PNL : le hall, les siens, les cieux (2/3)

Posté par HeHo 30 juin 2019

JS vous parle de PNL en une trilogie d’articles flamboyants. Bon voyage.

PNL, trois lettres pour Peace N’ Lovés. Ademo et N.O.S, un duo de rappeurs, une fratrie. 91, un département, l’Essonne. Un quartier, la cité des Tarterêts. C’est de là que les deux frères font leur apparition dans le paysage musical en 2014. Ils se révèlent au grand public en 2015 et s’imposent parmi les leaders du rap français en 2016. En 2018, pendant que leurs fans attendent impatiemment un nouvel album du groupe, on apprend que le hip hop a détrôné le rock en devenant le genre musical le plus écouté au monde. En 2019, PNL sort Deux frères, leur quatrième opus tant attendu.

En trois jours l’album est disque d’or puis platine au terme de la première semaine avec plus de 60 000 copies physiques vendues, un phénomène rarissime à l’heure du streaming. Le vendredi 5 avril 2019, jour de la sortie de Deux frères, PNL était le groupe le plus écouté au monde sur Spotify, devant Queen ou les Beatles. Le groupe s’élève en top tendance dans plusieurs pays européens (Allemagne, Espagne, Suisse…) et des journaux du monde entier proposent des news, voire une chronique, de l’album. Le succès est total et dépasse les frontières françaises.

Au-delà des chiffres se pose une question : comment un groupe de musique indépendant a réussi à s’imposer sur la scène rap, et même en dehors, en aussi peu de temps et avec autant d’aplomb ? Monolithique bien que dual, PNL est une expérience devenue quasiment chamanique pour certain·es et pour tous une ligne de démarcation finale entre les anciens et les modernes. De l’encre a coulée sur le sujet, trop souvent d’un point de vue extra musical, et saisir l’opportunité de parler encore de PNL n’est pas évident. Pourtant il y a encore un axe à creuser, probablement du côté de l’écriture. Nous vous proposons ici une série d’articles sous forme de voyage dans les textes de PNL afin de trouver dans les rimes du duo ce qui en fait l’universalité, malgré une écriture hyper située.
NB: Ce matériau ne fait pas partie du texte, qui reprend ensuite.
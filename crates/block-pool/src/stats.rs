// Copyright (c) 2025 Dimitris Kafetzis
//
// Licensed under the MIT License.
// See LICENSE file in the project root for full license information.
//
// SPDX-License-Identifier: MIT

//! Pool statistics for diagnostics.
//!
//! [`PoolStats`] tracks cumulative counters for the pool: how many handles
//! were given out and returned, how often callers found the pool empty, how
//! provisioning went, and how many bytes moved through blocks.

use crate::BLOCK_SIZE;

/// Cumulative statistics about block pool usage.
#[derive(Debug, Clone, Default, PartialEq, Eq, serde::Serialize)]
pub struct PoolStats {
    /// Successful `allocate` calls.
    pub total_allocations: u64,
    /// `allocate` calls that found the free list empty.
    pub exhausted_allocations: u64,
    /// Handles whose last reference was dropped.
    pub total_releases: u64,
    /// High-water mark of blocks handed out at once.
    pub peak_blocks_in_use: usize,
    /// Blocks created on the device over the pool's lifetime.
    pub blocks_provisioned: usize,
    /// `increase_pool` calls that added fewer blocks than requested.
    pub provisioning_shortfalls: u64,
    /// Writes that blocked until completion.
    pub blocking_writes: u64,
    /// Writes that returned once enqueued.
    pub async_writes: u64,
    /// Bytes written through block handles.
    pub bytes_written: u64,
    /// Bytes read through block handles.
    pub bytes_read: u64,
}

impl PoolStats {
    /// Fraction of allocation attempts that found the pool empty, in `[0.0, 1.0]`.
    pub fn exhaustion_rate(&self) -> f64 {
        let attempts = self.total_allocations + self.exhausted_allocations;
        if attempts == 0 {
            return 0.0;
        }
        self.exhausted_allocations as f64 / attempts as f64
    }

    pub(crate) fn record_allocation(&mut self, in_use: usize) {
        self.total_allocations += 1;
        if in_use > self.peak_blocks_in_use {
            self.peak_blocks_in_use = in_use;
        }
    }

    pub(crate) fn record_exhausted(&mut self) {
        self.exhausted_allocations += 1;
    }

    pub(crate) fn record_release(&mut self) {
        self.total_releases += 1;
    }

    pub(crate) fn record_provisioning(&mut self, requested_blocks: usize, added_blocks: usize) {
        self.blocks_provisioned += added_blocks;
        if added_blocks < requested_blocks {
            self.provisioning_shortfalls += 1;
        }
    }

    pub(crate) fn record_write(&mut self, bytes: usize, blocking: bool) {
        if blocking {
            self.blocking_writes += 1;
        } else {
            self.async_writes += 1;
        }
        self.bytes_written += bytes as u64;
    }

    pub(crate) fn record_read(&mut self, bytes: usize) {
        self.bytes_read += bytes as u64;
    }

    /// Returns a human-readable summary.
    pub fn summary(&self) -> String {
        let peak_mb = (self.peak_blocks_in_use * BLOCK_SIZE) as f64 / (1024.0 * 1024.0);
        format!(
            "Allocations: {} ok, {} exhausted ({:.0}% exhausted), {} releases, \
             peak {} blocks ({:.2} MiB), {} provisioned, {} shortfalls, \
             writes {} blocking / {} async",
            self.total_allocations,
            self.exhausted_allocations,
            self.exhaustion_rate() * 100.0,
            self.total_releases,
            self.peak_blocks_in_use,
            peak_mb,
            self.blocks_provisioned,
            self.provisioning_shortfalls,
            self.blocking_writes,
            self.async_writes,
        )
    }
}

#[cfg(test)]
mod tests {
    use super::*;

    #[test]
    fn test_default() {
        let s = PoolStats::default();
        assert_eq!(s.total_allocations, 0);
        assert_eq!(s.exhaustion_rate(), 0.0);
    }

    #[test]
    fn test_exhaustion_rate() {
        let mut s = PoolStats::default();
        s.record_allocation(1);
        s.record_allocation(2);
        s.record_exhausted();
        s.record_exhausted();
        assert!((s.exhaustion_rate() - 0.5).abs() < 1e-9);
    }

    #[test]
    fn test_peak_tracking() {
        let mut s = PoolStats::default();
        s.record_allocation(3);
        s.record_allocation(1);
        assert_eq!(s.peak_blocks_in_use, 3);
    }

    #[test]
    fn test_provisioning_shortfall() {
        let mut s = PoolStats::default();
        s.record_provisioning(4, 4);
        assert_eq!(s.provisioning_shortfalls, 0);
        s.record_provisioning(4, 1);
        assert_eq!(s.provisioning_shortfalls, 1);
        assert_eq!(s.blocks_provisioned, 5);
    }

    #[test]
    fn test_transfer_counters() {
        let mut s = PoolStats::default();
        s.record_write(100, true);
        s.record_write(50, false);
        s.record_read(25);
        assert_eq!(s.blocking_writes, 1);
        assert_eq!(s.async_writes, 1);
        assert_eq!(s.bytes_written, 150);
        assert_eq!(s.bytes_read, 25);
    }

    #[test]
    fn test_summary() {
        let mut s = PoolStats::default();
        s.record_allocation(8);
        s.record_release();
        let summary = s.summary();
        assert!(summary.contains("1 ok"));
        assert!(summary.contains("1 releases"));
        assert!(summary.contains("peak 8 blocks (1.00 MiB)"));
    }

    #[test]
    fn test_serialize_json() {
        let mut s = PoolStats::default();
        s.record_provisioning(2, 2);
        let json = serde_json::to_value(&s).unwrap();
        assert_eq!(json["blocks_provisioned"], 2);
        assert_eq!(json["total_allocations"], 0);
    }
}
Cette partie va être consacrée à l’écriture de PNL en se concentrant sur trois piliers de leurs textes. La répétition, la binarité des sentiments entre haine et amour ainsi que l’aspect ancré de leur plume.

Répéter

A travers l’étude de seulement deux sons, on a d’ores et déjà pu établir des correspondances sur certaines thématiques et explorer des redondances significatives. Le « j’veux du L, j’veux du V, j’veux du G »[1], mantra d’un capitalisme triomphant, est déjà présent deux fois sur le morceau Je vis, je visser. On le retrouve aussi au début du classique Le monde ou rien, titre prophétique s’il en est, qui aura fait percer le groupe sur la scène française au cours de l’été 2015.

La répétition chez PNL est essentielle. Elle vise à créer un univers hyper visuel, d’où, d’ailleurs, l’importance des clips et du fameux Planète Rap (pour la sortie de l’album Le Monde Chico), toujours très travaillés et finement mis en scène. Répéter a ainsi un objectif formel et un objectif de fond. Formellement, il s’agit d’appuyer l’esthétique, de faire en sorte que le public soit capable de pénétrer dans l’univers et de ne plus en sortir au cours de la navigation sur chaque album. On retrouve Mowgli, le cœur froid depuis l’œsophage, les cafards dans le bâtiment et les « mêmes plats pour les mêmes pâtes ». On serait plus illuminé qu’on pourrait même évoquer un système de rimes intertextuelles, mais le rap n’a pas à sombrer dans ces considérations d’universitaires.

Sur le fond, la répétition ne sert qu’à matraquer le cœur de la vie de banlieue selon PNL, c’est-à-dire l’ennui. L’emmerde passé 6h, à voir « le soleil se lever, se coucher » pour servir des armées de clients. L’ennui, aussi, lorsqu’on finit en prison. PNL a un rap excessivement émotionnel voire sensoriel. Plus que dire ou montrer, il s’agit pour eux de faire sentir. Et comment mieux ressentir cet épuisement, cette fatigue du corps et de l’âme qu’en entendant les mêmes mantras répétés à longueur de son ?

La prise de substances, alcool ou beuh, ponctue chaque couplet. Ce sont ces substances qui accompagnent l’évocation du temps passé dans le hall de leur immeuble : « j’attends mon heure, attends les renforts, égaré du premier kil’ à la dernière ‘teille » (Obligés de prendre), « j’accorde une danse à la rue bien accompagné/j’galette ma solitude après deux ‘teilles » (Je vis, je visser), « sous alcool, sous beuh, j’ai tout fait consciemment » (Jusqu’au dernier gramme). Il n’y a pas d’aspect récréatif à la prise de drogue. Seulement le symptôme de l’ennui d’un quotidien morose, répétitif, à attendre entre quatre murs.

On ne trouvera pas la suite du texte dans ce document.